Congrats to Tim and David S. Well done!
Naa... you get those same kind of bits in all stand alone Dollhouse episodes. If we call the first 5 stand alone, this was a stand alone.

The fundamental difference is that a vast majority of the story is not about major arcs. Bits are.
Not sure where all the praise is coming from.

The episode had good build-up, but ultimately went nowhere. Topher achieved a remote wipe. Which is important. But apart from that...it just felt like it was much ado about nothing. And the final scene was so lame; pretty sure we had eleventy billion endings just like that in season one. I already know that Echo retains her personalities. And, yeah, this one was a serial killer. Still nothing new.
I agree w/Emmie: there is nothing stand alone about this, I think this is one of the episodes that lead directly to the events of Epitaph One.
That was so amazing. It just...wow.
Okay,this episode was just all around creepy...in a good sort of way.My favorite bit though was Victor as Kiki.
I suspect the praise is coming from people liking it.
I suspect the praise is coming from people liking it.

I concur.
Well, yeah.

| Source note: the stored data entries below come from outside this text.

//! Group aggregation
//!
//! The first record of a group seeds one running value per aggregate column.
//! Every later record of the group is folded into those values.
//!
//! | op        | seed                    | fold                     |
//! |-----------|-------------------------|--------------------------|
//! | `min`     | coerced value           | smaller of the two       |
//! | `max`     | coerced value           | larger of the two        |
//! | `sum`     | coerced value           | addition, text appends   |
//! | `count`   | 1                       | +1                       |
//! | `collect` | `{raw}`                 | set union of raw values  |

use crate::query::ast::{AggregateOp, Query};
use crate::query::coercion::{format_minutes, Coercion, CoercionTable};
use crate::query::error::{QueryError, QueryResult};
use crate::storage::Record;
use rust_decimal::Decimal;
use std::collections::{BTreeMap, BTreeSet};

/// A running or final aggregate value
///
/// Values of one column always share a variant, so the derived ordering
/// only ever compares like with like.
#[derive(Debug, Clone, PartialEq, Eq, PartialOrd, Ord)]
pub enum AggValue {
    Text(String),
    Decimal(Decimal),
    /// Total minutes of an `H:MM` duration
    Minutes(i64),
    Count(u64),
    /// Distinct raw values, kept sorted
    Set(BTreeSet<String>),
}

impl std::fmt::Display for AggValue {
    fn fmt(&self, f: &mut std::fmt::Formatter<'_>) -> std::fmt::Result {
        match self {
            Self::Text(s) => write!(f, "{}", s),
            Self::Decimal(d) => write!(f, "{}", d),
            Self::Minutes(m) => write!(f, "{}", format_minutes(*m)),
            Self::Count(n) => write!(f, "{}", n),
            Self::Set(values) => {
                let joined: Vec<&str> = values.iter().map(String::as_str).collect();
                write!(f, "[{}]", joined.join(","))
            }
        }
    }
}

/// One `(field, op)` pair and the column it fills
#[derive(Debug, Clone, PartialEq, Eq)]
pub struct AggregateSpec {
    pub field: String,
    pub op: AggregateOp,
    pub column: String,
}

impl AggregateSpec {
    pub fn new(field: impl Into<String>, op: AggregateOp) -> Self {
        let field = field.into();
        let column = format!("{}:{}", field, op);
        Self { field, op, column }
    }
}

/// Aggregate values of one group, keyed by column name
pub type Aggregates = BTreeMap<String, AggValue>;

/// Seeds and folds the aggregate columns of a query
#[derive(Debug, Clone)]
pub struct Aggregator<'a> {
    specs: Vec<AggregateSpec>,
    coercions: &'a CoercionTable,
}

impl<'a> Aggregator<'a> {
    pub fn new(specs: Vec<AggregateSpec>, coercions: &'a CoercionTable) -> Self {
        Self { specs, coercions }
    }

    /// Aggregator for every aggregate select field of a query
    pub fn for_query(query: &Query, coercions: &'a CoercionTable) -> Self {
        let specs = query
            .aggregates()
            .filter_map(|s| s.aggregate.map(|op| AggregateSpec::new(s.field.clone(), op)))
            .collect();
        Self::new(specs, coercions)
    }

    pub fn is_empty(&self) -> bool {
        self.specs.is_empty()
    }

    pub fn specs(&self) -> &[AggregateSpec] {
        &self.specs
    }

    /// Initial aggregate values from a group's first record
    pub fn seed(&self, record: &Record) -> QueryResult<Aggregates> {
        let mut aggregates = Aggregates::new();
        for spec in &self.specs {
            let value = match spec.op {
                AggregateOp::Min | AggregateOp::Max | AggregateOp::Sum => {
                    self.coerced(record, &spec.field)?
                }
                AggregateOp::Count => AggValue::Count(1),
                AggregateOp::Collect => {
                    AggValue::Set(BTreeSet::from([raw(record, &spec.field)?.to_string()]))
                }
            };
            aggregates.insert(spec.column.clone(), value);
        }
        Ok(aggregates)
    }

    /// Combine another record of the group into the running values
    pub fn fold(&self, record: &Record, aggregates: &mut Aggregates) -> QueryResult<()> {
        for spec in &self.specs {
            let current = aggregates
                .remove(&spec.column)
                .ok_or_else(|| QueryError::FieldNotFound(spec.column.clone()))?;

            let combined = match (spec.op, current) {
                // Ties keep the newer value: `4.0` then `4.00` gives `4.00`
                (AggregateOp::Min, current) => self.coerced(record, &spec.field)?.min(current),
                (AggregateOp::Max, current) => current.max(self.coerced(record, &spec.field)?),
                (AggregateOp::Sum, current) => {
                    add(&spec.field, current, self.coerced(record, &spec.field)?)?
                }
                (AggregateOp::Count, AggValue::Count(n)) => AggValue::Count(n + 1),
                (AggregateOp::Collect, AggValue::Set(mut values)) => {
                    values.insert(raw(record, &spec.field)?.to_string());
                    AggValue::Set(values)
                }
                (op, other) => {
                    return Err(QueryError::UnsupportedAggregate(format!(
                        "{} cannot fold into {:?} for {}",
                        op, other, spec.column
                    )))
                }
            };
            aggregates.insert(spec.column.clone(), combined);
        }
        Ok(())
    }

    /// Output text of an aggregate column. A count over a duration field
    /// renders as `H:MM` like the field itself; everything else uses
    /// the value's own formatting.
    pub fn format(&self, column: &str, value: &AggValue) -> String {
        let field = column.split_once(':').map_or(column, |(field, _)| field);
        match value {
            AggValue::Count(n) if self.coercions.strategy(field) == Coercion::Duration => {
                i64::try_from(*n).map_or_else(|_| n.to_string(), format_minutes)
            }
            other => other.to_string(),
        }
    }

    fn coerced(&self, record: &Record, field: &str) -> QueryResult<AggValue> {
        self.coercions.coerce(field, raw(record, field)?)
    }
}

fn raw<'r>(record: &'r Record, field: &str) -> QueryResult<&'r str> {
    record
        .get(field)
        .ok_or_else(|| QueryError::FieldNotFound(field.to_string()))
}

fn add(field: &str, a: AggValue, b: AggValue) -> QueryResult<AggValue> {
    let overflow = || QueryError::InvalidValue {
        field: field.to_string(),
        value: String::new(),
        reason: "sum overflowed".to_string(),
    };

    match (a, b) {
        (AggValue::Decimal(a), AggValue::Decimal(b)) => {
            a.checked_add(b).map(AggValue::Decimal).ok_or_else(overflow)
        }
        (AggValue::Minutes(a), AggValue::Minutes(b)) => {
            a.checked_add(b).map(AggValue::Minutes).ok_or_else(overflow)
        }
        (AggValue::Text(mut a), AggValue::Text(b)) => {
            a.push_str(&b);
            Ok(AggValue::Text(a))
        }
        (a, _) => Err(QueryError::UnsupportedAggregate(format!(
            "sum is not defined for {:?} in {}",
            a, field
        ))),
    }
}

I just can't see why people like it so much.
Very stand alone and creepy episode. It was less mythology heavy than I expected, but it was a really good episode, it had some stuff to be considered.

Some observations, and I suppose people who are checking this thread have watched, so won't be using invisio-text:
1) This remote wipe thing that Adelle forced Topher to use, seems like the base to a lot of what happens in Epitaph One. Which makes me wonder November's fate in that future, which we never saw.
2) Echo glitching at the end, midway through that imprint.
3) I wonder if Michael Hogan's character is much more important than he seemed during the episode, not just another throway character.
My problem is I can't find a way to care about Echo's evolution. Love everything else about the show, but the Echo problem has gotten so bad for me that it knocked me out of the episode when Echo emerged. Up until then everything was fantastic. Victor = great always. Loved the Kiki parts, fun and creepy. (Great intercuttign). Echo-as-serial-killer-guy was OK. But Echo waking up and earnestly doing right?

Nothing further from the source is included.